Boasberg rejected claims by the state that striking down the provision would be disruptive.
“Weighing the harms these persons will suffer from leaving in place a legally deficient order against the disruptions to the State’s data-collection and education efforts due to vacatur renders a clear answer: the Arkansas Works Amendments cannot stand,” Boasberg ruled.
He noted that in the months he referenced, only 12.3% of persons not exempt from the requirements reported any kind of qualifying activity. He also noted that “the State’s outreach efforts may well be falling severely short” with respect to notifying Medicaid enrollees of how to maintain their status.
Originally known as the “private option,” Arkansas Works was created by legislators and Gov.

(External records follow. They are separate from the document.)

use super::{commit, open_table, strong, JobContext, JobDescription, JobOutcome, PartitionJob};
use crate::error::JobError;
use crate::model::{PartitionRef, TableChange};
use std::path::{Path, PathBuf};
use tracing::info;

/// Removes one entry from a partition table.
#[derive(Debug, Clone, PartialEq, Eq)]
pub struct DeletePartitionJob {
    device: PathBuf,
    partition: PartitionRef,
}

impl DeletePartitionJob {
    /// `device` is the disk whose table is edited; it must own `partition`.
    pub fn new(device: impl Into<PathBuf>, partition: PartitionRef) -> Self {
        Self {
            device: device.into(),
            partition,
        }
    }

    pub fn partition(&self) -> &PartitionRef {
        &self.partition
    }

    fn delete(&self, ctx: &JobContext<'_>) -> Result<Vec<TableChange>, JobError> {
        if self.partition.device != self.device {
            return Err(JobError::operation(
                format!("The installer failed to delete partition {}.", self.partition),
                format!(
                    "Partition ({}) and device ({}) do not match.",
                    self.partition,
                    self.device.display()
                ),
            ));
        }

        let mut dev = ctx.open(&self.device)?;
        let mut table = open_table(dev.as_mut())?;
        table.remove_partition(self.partition.number).map_err(|e| {
            JobError::operation(
                format!("The installer failed to delete partition {}.", self.partition),
                e.to_string(),
            )
        })?;
        commit(dev.as_mut(), &table)?;
        drop(dev);

        info!("Deleted partition {}", self.partition);
        Ok(vec![TableChange::PartitionRemoved {
            device: self.device.clone(),
            number: self.partition.number,
        }])
    }
}

impl PartitionJob for DeletePartitionJob {
    fn describe(&self) -> JobDescription {
        JobDescription {
            summary: format!("Delete partition {}.", self.partition),
            rich_summary: format!("Delete partition {}.", strong(&self.partition)),
            status: format!("Deleting partition {}.", self.partition),
        }
    }

    fn run(&self, ctx: &JobContext<'_>) -> JobOutcome {
        self.delete(ctx).into()
    }

    fn is_destructive(&self) -> bool {
        true
    }

    fn device(&self) -> &Path {
        &self.device
    }
}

Mike Beebe’s administration in 2013. It was created after the U.S. Supreme Court ruled states could choose whether or not to expand their Medicaid populations under the Affordable Care Act, otherwise known as Obamacare.
Many Republican-leaning states chose not to expand their populations. Arkansas did, but instead of simply expanding Medicaid, it used mostly federal funds to purchase private health insurance for those lower-income individuals. A total of 235,962 individuals were enrolled March 1.
After Gov. Hutchinson was elected, he embraced the program, helping it each year attain the 75% support required in both the Arkansas House and Senate for funding. To help secure that support among skeptical lawmakers, the state requested and was granted a federal waiver allowing it to require non-exempt recipients to work 80 hours per month or engage in other community engagement activities.
In 2018, 18,164 enrollees lost coverage for failing to meet the requirement. Of those, 1,452 of those recipients gained coverage in 2019, including 1,441 of them in Arkansas Works. More than 13,000 recipients of the state’s Arkansas Works program did not meet its work requirement in February.
Dr. Joe Thompson, director of the Arkansas Center for Health Improvement, said the judge “put a pretty hard lock on the door.”
“This is a pretty solid rebuke,” he said. “Now, obviously Kentucky and Arkansas and (the Trump administration) can appeal this judge’s rulings, and I would imagine will. But I think it puts a halt on the current Arkansas Works work and community engagement requirement as it’s currently deployed.”
U.S. Rep. Steve Womack issued a statement saying, “Today’s decision is another example of an activist, liberal judge trying to legislate from the bench. States have the right and authority to implement Medicaid programs and rules as they see fit. Work and community engagement requirements allow our most vulnerable to receive a hand up by equipping them with both the assistance and the tools needed to earn a job. This is about creating a system that not only helps those when they hit tough times, but also encourages them to get back on their feet. I hope this misguided decision will be overturned.”